# Task to complete
Write the entries below again, precisely as they appear.

# Supplied information
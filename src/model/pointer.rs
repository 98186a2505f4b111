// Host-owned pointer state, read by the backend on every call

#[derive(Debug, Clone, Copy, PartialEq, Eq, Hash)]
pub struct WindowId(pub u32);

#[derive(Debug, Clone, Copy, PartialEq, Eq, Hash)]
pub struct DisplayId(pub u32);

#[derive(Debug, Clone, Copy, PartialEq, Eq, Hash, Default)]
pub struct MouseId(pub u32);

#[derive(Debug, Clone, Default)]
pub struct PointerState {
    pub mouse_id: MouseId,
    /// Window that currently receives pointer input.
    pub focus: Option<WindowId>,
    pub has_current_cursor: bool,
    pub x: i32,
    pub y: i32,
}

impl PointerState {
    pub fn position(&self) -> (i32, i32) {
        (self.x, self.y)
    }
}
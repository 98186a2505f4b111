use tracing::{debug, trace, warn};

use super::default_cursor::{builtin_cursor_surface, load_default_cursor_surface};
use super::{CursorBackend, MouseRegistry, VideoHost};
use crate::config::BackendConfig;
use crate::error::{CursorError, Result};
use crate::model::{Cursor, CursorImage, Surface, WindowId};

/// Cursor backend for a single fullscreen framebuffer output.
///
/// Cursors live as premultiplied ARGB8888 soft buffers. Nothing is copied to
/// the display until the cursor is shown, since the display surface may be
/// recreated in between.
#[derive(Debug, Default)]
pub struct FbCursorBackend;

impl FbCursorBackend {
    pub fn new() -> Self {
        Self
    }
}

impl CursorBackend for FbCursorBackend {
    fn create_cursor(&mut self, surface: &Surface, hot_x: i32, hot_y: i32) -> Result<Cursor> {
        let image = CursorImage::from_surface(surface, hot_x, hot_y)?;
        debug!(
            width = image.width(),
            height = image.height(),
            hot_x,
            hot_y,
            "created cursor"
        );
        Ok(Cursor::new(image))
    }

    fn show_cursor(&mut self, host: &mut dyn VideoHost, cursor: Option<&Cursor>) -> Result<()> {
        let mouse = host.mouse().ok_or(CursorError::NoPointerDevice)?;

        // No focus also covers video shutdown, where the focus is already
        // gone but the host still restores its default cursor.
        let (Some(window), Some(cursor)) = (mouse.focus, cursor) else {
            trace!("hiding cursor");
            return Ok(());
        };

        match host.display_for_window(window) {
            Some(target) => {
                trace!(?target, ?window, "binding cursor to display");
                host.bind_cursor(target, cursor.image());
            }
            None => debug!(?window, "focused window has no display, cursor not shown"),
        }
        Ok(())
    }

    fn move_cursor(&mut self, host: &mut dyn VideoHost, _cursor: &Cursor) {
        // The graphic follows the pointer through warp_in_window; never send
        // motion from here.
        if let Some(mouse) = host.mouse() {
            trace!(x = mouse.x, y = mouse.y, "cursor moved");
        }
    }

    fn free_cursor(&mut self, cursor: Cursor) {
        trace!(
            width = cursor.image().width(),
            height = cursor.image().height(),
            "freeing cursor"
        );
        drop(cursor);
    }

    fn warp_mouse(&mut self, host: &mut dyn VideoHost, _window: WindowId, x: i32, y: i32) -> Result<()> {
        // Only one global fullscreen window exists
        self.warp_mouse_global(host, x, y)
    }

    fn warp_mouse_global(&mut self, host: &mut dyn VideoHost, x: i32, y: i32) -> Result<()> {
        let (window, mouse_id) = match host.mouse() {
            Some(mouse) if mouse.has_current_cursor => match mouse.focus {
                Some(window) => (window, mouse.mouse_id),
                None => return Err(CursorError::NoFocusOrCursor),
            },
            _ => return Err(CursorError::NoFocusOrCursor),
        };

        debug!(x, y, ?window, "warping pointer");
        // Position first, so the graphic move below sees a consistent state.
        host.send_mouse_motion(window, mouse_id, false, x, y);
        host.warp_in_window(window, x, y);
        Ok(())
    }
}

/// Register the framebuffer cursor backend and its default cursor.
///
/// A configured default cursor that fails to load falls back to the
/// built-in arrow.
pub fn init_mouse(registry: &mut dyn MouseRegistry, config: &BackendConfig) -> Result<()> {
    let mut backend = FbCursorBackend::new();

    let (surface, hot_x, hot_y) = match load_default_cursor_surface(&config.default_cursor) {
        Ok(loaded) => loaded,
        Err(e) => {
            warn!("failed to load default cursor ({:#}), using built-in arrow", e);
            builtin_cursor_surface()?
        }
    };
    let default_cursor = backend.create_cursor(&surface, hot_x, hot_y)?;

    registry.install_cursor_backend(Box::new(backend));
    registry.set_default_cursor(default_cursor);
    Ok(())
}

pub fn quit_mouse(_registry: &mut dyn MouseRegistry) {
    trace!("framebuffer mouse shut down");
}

# Answer space
filename src/model/pointer.rs
repository 98186a2505f4b111
// Host-owned pointer state, read by the backend on every call

#[derive(Debug, Clone, Copy, PartialEq, Eq, Hash)]
pub struct WindowId(pub u32);

#[derive(Debug, Clone, Copy, PartialEq, Eq, Hash)]
pub struct DisplayId(pub u32);

#[derive(Debug, Clone, Copy, PartialEq, Eq, Hash, Default)]
pub struct MouseId(pub u32);

#[derive(Debug, Clone, Default)]
pub struct PointerState {
    pub mouse_id: MouseId,
    /// Window that currently receives pointer input.
    pub focus: Option<WindowId>,
    pub has_current_cursor: bool,
    pub x: i32,
    pub y: i32,
}

impl PointerState {
    pub fn position(&self) -> (i32, i32) {
        (self.x, self.y)
    }
}
repository 98186a2505f4b111
use tracing::{debug, trace, warn};

use super::default_cursor::{builtin_cursor_surface, load_default_cursor_surface};
use super::{CursorBackend, MouseRegistry, VideoHost};
use crate::config::BackendConfig;
use crate::error::{CursorError, Result};
use crate::model::{Cursor, CursorImage, Surface, WindowId};

/// Cursor backend for a single fullscreen framebuffer output.
///
/// Cursors live as premultiplied ARGB8888 soft buffers. Nothing is copied to
/// the display until the cursor is shown, since the display surface may be
/// recreated in between.
#[derive(Debug, Default)]
pub struct FbCursorBackend;

impl FbCursorBackend {
    pub fn new() -> Self {
        Self
    }
}

impl CursorBackend for FbCursorBackend {
    fn create_cursor(&mut self, surface: &Surface, hot_x: i32, hot_y: i32) -> Result<Cursor> {
        let image = CursorImage::from_surface(surface, hot_x, hot_y)?;
        debug!(
            width = image.width(),
            height = image.height(),
            hot_x,
            hot_y,
            "created cursor"
        );
        Ok(Cursor::new(image))
    }

    fn show_cursor(&mut self, host: &mut dyn VideoHost, cursor: Option<&Cursor>) -> Result<()> {
        let mouse = host.mouse().ok_or(CursorError::NoPointerDevice)?;

        // No focus also covers video shutdown, where the focus is already
        // gone but the host still restores its default cursor.
        let (Some(window), Some(cursor)) = (mouse.focus, cursor) else {
            trace!("hiding cursor");
            return Ok(());
        };

        match host.display_for_window(window) {
            Some(target) => {
                trace!(?target, ?window, "binding cursor to display");
                host.bind_cursor(target, cursor.image());
            }
            None => debug!(?window, "focused window has no display, cursor not shown"),
        }
        Ok(())
    }

    fn move_cursor(&mut self, host: &mut dyn VideoHost, _cursor: &Cursor) {
        // The graphic follows the pointer through warp_in_window; never send
        // motion from here.
        if let Some(mouse) = host.mouse() {
            trace!(x = mouse.x, y = mouse.y, "cursor moved");
        }
    }

    fn free_cursor(&mut self, cursor: Cursor) {
        trace!(
            width = cursor.image().width(),
            height = cursor.image().height(),
            "freeing cursor"
        );
        drop(cursor);
    }

    fn warp_mouse(&mut self, host: &mut dyn VideoHost, _window: WindowId, x: i32, y: i32) -> Result<()> {
        // Only one global fullscreen window exists
        self.warp_mouse_global(host, x, y)
    }

    fn warp_mouse_global(&mut self, host: &mut dyn VideoHost, x: i32, y: i32) -> Result<()> {
        let (window, mouse_id) = match host.mouse() {
            Some(mouse) if mouse.has_current_cursor => match mouse.focus {
                Some(window) => (window, mouse.mouse_id),
                None => return Err(CursorError::NoFocusOrCursor),
            },
            _ => return Err(CursorError::NoFocusOrCursor),
        };

        debug!(x, y, ?window, "warping pointer");
        // Position first, so the graphic move below sees a consistent state.
        host.send_mouse_motion(window, mouse_id, false, x, y);
        host.warp_in_window(window, x, y);
        Ok(())
    }
}

/// Register the framebuffer cursor backend and its default cursor.
///
/// A configured default cursor that fails to load falls back to the
/// built-in arrow.
pub fn init_mouse(registry: &mut dyn MouseRegistry, config: &BackendConfig) -> Result<()> {
    let mut backend = FbCursorBackend::new();

    let (surface, hot_x, hot_y) = match load_default_cursor_surface(&config.default_cursor) {
        Ok(loaded) => loaded,
        Err(e) => {
            warn!("failed to load default cursor ({:#}), using built-in arrow", e);
            builtin_cursor_surface()?
        }
    };
    let default_cursor = backend.create_cursor(&surface, hot_x, hot_y)?;

    registry.install_cursor_backend(Box::new(backend));
    registry.set_default_cursor(default_cursor);
    Ok(())
}

pub fn quit_mouse(_registry: &mut dyn MouseRegistry) {
    trace!("framebuffer mouse shut down");
}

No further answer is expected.